Conclusion
SPP1 is a biomarker for the prognosis of ovarian cancer. It is also oncogenic and a potential target for ovarian cancer therapy.
Methods
The expression of SPP1 in ovarian cancer was determined by immunohistochemistry in ovarian cancer tissues and normal ovarian tissues. Cellular proliferation, migration, and invasion were determined by cell counting kit-8 assay, wound healing assay, and Matrigel invasion assay in SKOV3 and A2780 cells.

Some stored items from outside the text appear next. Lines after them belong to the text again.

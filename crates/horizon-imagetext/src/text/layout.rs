//! Block layout: placing lines relative to an anchored origin.
//!
//! A block of `n` lines is `n * size * line_spacing` tall and as wide as its
//! widest line. The anchor `(ax, ay)` picks the point of the block that lands
//! on the draw origin: `(0, 0)` is the top-left corner, `(0.5, 0.5)` the
//! center, `(1, 1)` the bottom-right corner. Within the block each line is
//! aligned left, centered, or aligned right.

use crate::types::{Point, Rect};

use super::font::Font;
use super::wrap::Line;

/// Horizontal alignment of lines within a block.
#[derive(Debug, Clone, Copy, PartialEq, Eq, Hash, Default)]
pub enum TextAlign {
    #[default]
    Left,
    Center,
    Right,
}

impl TextAlign {
    /// Fraction of the free space placed to the left of a line.
    pub fn factor(self) -> f32 {
        match self {
            TextAlign::Left => 0.0,
            TextAlign::Center => 0.5,
            TextAlign::Right => 1.0,
        }
    }
}

/// Parameters for [`layout_lines`].
#[derive(Debug, Clone, Copy, PartialEq)]
pub struct LayoutParams {
    /// Font size in pixels.
    pub size: f32,
    /// Line height as a multiple of the font size.
    pub line_spacing: f32,
    /// The draw coordinate.
    pub origin: Point,
    /// Normalized anchor within the block.
    pub anchor: Point,
    pub align: TextAlign,
}

impl LayoutParams {
    /// Top-left anchored, left-aligned, single-spaced layout at the origin.
    pub fn new(size: f32) -> Self {
        Self {
            size,
            line_spacing: 1.0,
            origin: Point::ZERO,
            anchor: Point::ZERO,
            align: TextAlign::Left,
        }
    }

    pub fn origin(mut self, x: f32, y: f32) -> Self {
        self.origin = Point::new(x, y);
        self
    }

    pub fn anchor(mut self, ax: f32, ay: f32) -> Self {
        self.anchor = Point::new(ax, ay);
        self
    }

    pub fn line_spacing(mut self, line_spacing: f32) -> Self {
        self.line_spacing = line_spacing;
        self
    }

    pub fn align(mut self, align: TextAlign) -> Self {
        self.align = align;
        self
    }

    /// Height of one line.
    pub fn line_height(&self) -> f32 {
        self.size * self.line_spacing
    }
}

/// A line with its position on the canvas.
#[derive(Debug, Clone, Copy)]
pub struct PositionedLine<'a> {
    pub line: Line<'a>,
    /// Top-left corner of the line box.
    pub origin: Point,
    /// Baseline y coordinate.
    pub baseline: f32,
}

/// Lines laid out as a block.
#[derive(Debug, Clone)]
pub struct TextBlock<'a> {
    pub lines: Vec<PositionedLine<'a>>,
    /// The block rectangle: widest line by total line height.
    pub bounds: Rect,
}

impl TextBlock<'_> {
    pub fn width(&self) -> f32 {
        self.bounds.width()
    }

    pub fn height(&self) -> f32 {
        self.bounds.height()
    }
}

/// Position `lines` as a block.
pub fn layout_lines<'a>(lines: &[Line<'a>], font: &Font, params: &LayoutParams) -> TextBlock<'a> {
    let line_height = params.line_height();
    let block_width = lines.iter().map(Line::width).fold(0.0, f32::max);
    let block_height = line_height * lines.len() as f32;

    let left = params.origin.x - params.anchor.x * block_width;
    let top = params.origin.y - params.anchor.y * block_height;
    let ascent = font.baseline_offset(params.size);
    let factor = params.align.factor();

    let lines = lines
        .iter()
        .enumerate()
        .map(|(i, &line)| {
            let y = top + line_height * i as f32;
            PositionedLine {
                line,
                origin: Point::new(left + (block_width - line.width()) * factor, y),
                baseline: y + ascent,
            }
        })
        .collect();

    TextBlock {
        lines,
        bounds: Rect::new(left, top, block_width, block_height),
    }
}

The protein expression of SPP1, integrin subunit β1 (Integrin β1), focal adhesion kinase (FAK), and phosphorylation protein kinase B (p-AKT) was detected by Western blotting in SKOV3 cells after silencing SPP1. The expression of SPP1 was determined in SKOV3 cells after transfecting with miR-181a mimics or inhibitors. The growth of SKOV3 cells in vivo was determined in a nude mouse model of ovarian cancer after silencing SPP1.
Results
The expression of SPP1 was higher in epithelial ovarian cancer tissues than in normal ovarian tissues. Silencing SPP1 decreased the cell proliferation, migration, and invasion. Ectopic expression of SPP1 increased the cell proliferation, migration, and invasion. Silencing SPP1 prevented ovarian cancer growth in mice. Silencing SPP1 inhibited Integrin β1/FAK/AKT pathway. In agreement, ectopically expressed SPP1 activated Integrin β1/FAK/AKT pathway. Also, SPP1 was regulated by miR-181a.